The song was a last-minute addition to the Destroyer album. According to Bill Aucoin, the manager of Kiss at that time, Simmons and Stanley did not want "Beth" on the album because it was not a typical Kiss song. Aucoin insisted on keeping the song on the record. During the recording sessions for the song, Criss was the only Kiss member in the studio, making it the only Kiss song that features no instrumental performances by any member of the band. Criss is backed by a piano and a string orchestra, a stark departure from the band's usual hard rock-oriented sound.

When released as a single, "Beth" was initially the B-side of "Detroit Rock City". Some of the initial credit for the flip-hit goes to Rosalie Trombley, at the time the music director at "The Big 8" CKLW in Windsor, Ontario. Trombley's daughter had a copy of the 45 and was hooked on "Beth", and began nagging her mother about it. "Beth" wasn't being promoted as the "A" side, but Trombley added it to CKLW's playlist. After "Beth" became a smash, Kiss presented Trombley's daughter with a gold record. Kiss and Casablanca Records reissued "Beth" as an A-side with "Detroit Rock City" as the B-side, and it was far more successful. The single went gold in the US (the first Kiss single to do so) on January 5, 1977 and in Canada on December 1, 1976.

"Beth" is also credited as invigorating sluggish sales of the Destroyer album, which many fans initially saw as a misstep. In 1977, Kiss received a People's Choice Award for "Beth", one of the few industry awards the band ever won.

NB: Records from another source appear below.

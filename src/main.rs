use std::io::{self, Write};

use anyhow::{bail, Context, Result};
use clap::Parser;
use tracing_subscriber::EnvFilter;

use ordbench::config::{DEFAULT_COUNT, DEFAULT_DEGREE};
use ordbench::{BenchConfig, MemoryMode, PhaseGroups};

// Memory figures read jemalloc's allocation counters.
#[global_allocator]
static ALLOC: tikv_jemallocator::Jemalloc = tikv_jemallocator::Jemalloc;

/// Benchmark ordered key-value containers against each other.
#[derive(Debug, Parser)]
#[command(name = "ordbench", version, about)]
struct Cli {
    /// Number of distinct keys, and operations per phase.
    #[arg(short = 'n', long, default_value_t = DEFAULT_COUNT)]
    count: usize,

    /// Fanout for tree-shaped candidates.
    #[arg(short, long, default_value_t = DEFAULT_DEGREE)]
    degree: usize,

    /// Seed for dataset and orderings. Random when omitted.
    #[arg(long)]
    seed: Option<u64>,

    /// Source of the memory column.
    #[arg(long, value_enum, default_value_t = MemoryMode::Jemalloc)]
    memory: MemoryMode,

    /// Only run these candidates (comma separated labels).
    #[arg(short, long, value_delimiter = ',')]
    candidates: Vec<String>,

    /// Sweep these degrees instead of running the phase sequence.
    #[arg(long, value_delimiter = ',')]
    sweep: Vec<usize>,

    #[arg(long)]
    no_seq: bool,
    #[arg(long)]
    no_rand: bool,
    #[arg(long)]
    no_delete: bool,
    #[arg(long)]
    no_hints: bool,
    #[arg(long)]
    no_pivot: bool,
    #[arg(long)]
    no_scan: bool,

    /// List the registered candidates and exit.
    #[arg(long)]
    list: bool,
}

impl From<Cli> for BenchConfig {
    fn from(cli: Cli) -> Self {
        BenchConfig {
            count: cli.count,
            degree: cli.degree,
            seed: cli.seed,
            memory: cli.memory,
            candidates: cli.candidates,
            sweep: cli.sweep,
            groups: PhaseGroups {
                sequential: !cli.no_seq,
                random: !cli.no_rand,
                delete: !cli.no_delete,
                hints: !cli.no_hints,
                pivot: !cli.no_pivot,
                scan: !cli.no_scan,
            },
        }
    }
}

fn main() -> Result<()> {
    tracing_subscriber::fmt()
        .with_env_filter(
            EnvFilter::try_from_default_env().unwrap_or_else(|_| EnvFilter::new("warn")),
        )
        .with_writer(io::stderr)
        .init();

    let cli = Cli::parse();
    if cli.list {
        let registry = ordbench::Registry::standard();
        let mut out = io::stdout().lock();
        for reg in registry.iter() {
            writeln!(out, "{:<12} {:?}", reg.label(), reg.capabilities())?;
        }
        return Ok(());
    }

    let config = BenchConfig::from(cli);
    let g = config.groups;
    if config.sweep.is_empty() && !(g.sequential || g.random || g.pivot || g.scan) {
        bail!("every phase group is switched off");
    }

    let registry = ordbench::select(&config)?;
    let output = ordbench::execute(&config, &registry).context("dataset generation failed")?;

    // Rows measured before a fatal error are still printed.
    let mut out = io::stdout().lock();
    output
        .reporter
        .render(&mut out)
        .context("failed to write report")?;

    if let Some(err) = output.error {
        return Err(err).context(format!("benchmark aborted (seed {})", output.seed));
    }
    Ok(())
}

Live, "Beth" was performed by Criss alone on stage backed by a tape of the instrumental track. The acoustic version featured on Kiss Unplugged is the only recording with members of Kiss solely backing up Criss. The version of "Beth" featured on the group's 2003 Kiss Symphony: Alive IV DVD and subsequent album (less Ace Frehley) would be the only time the song was performed live with an ensemble. In 2010, the song was performed live for the first time with Eric Singer on acoustic guitars during their Sonic Boom Over Europe Tour and again on their The Hottest Show on Earth Tour in 2011. It has since been again removed from setlists, but the band occasionally performs the song at meet and greet sessions.

1 comment:

  1. Thanks for the birthday wishes... LOL And I'd always wondered about Beth. That WAS a truly strange departure for them!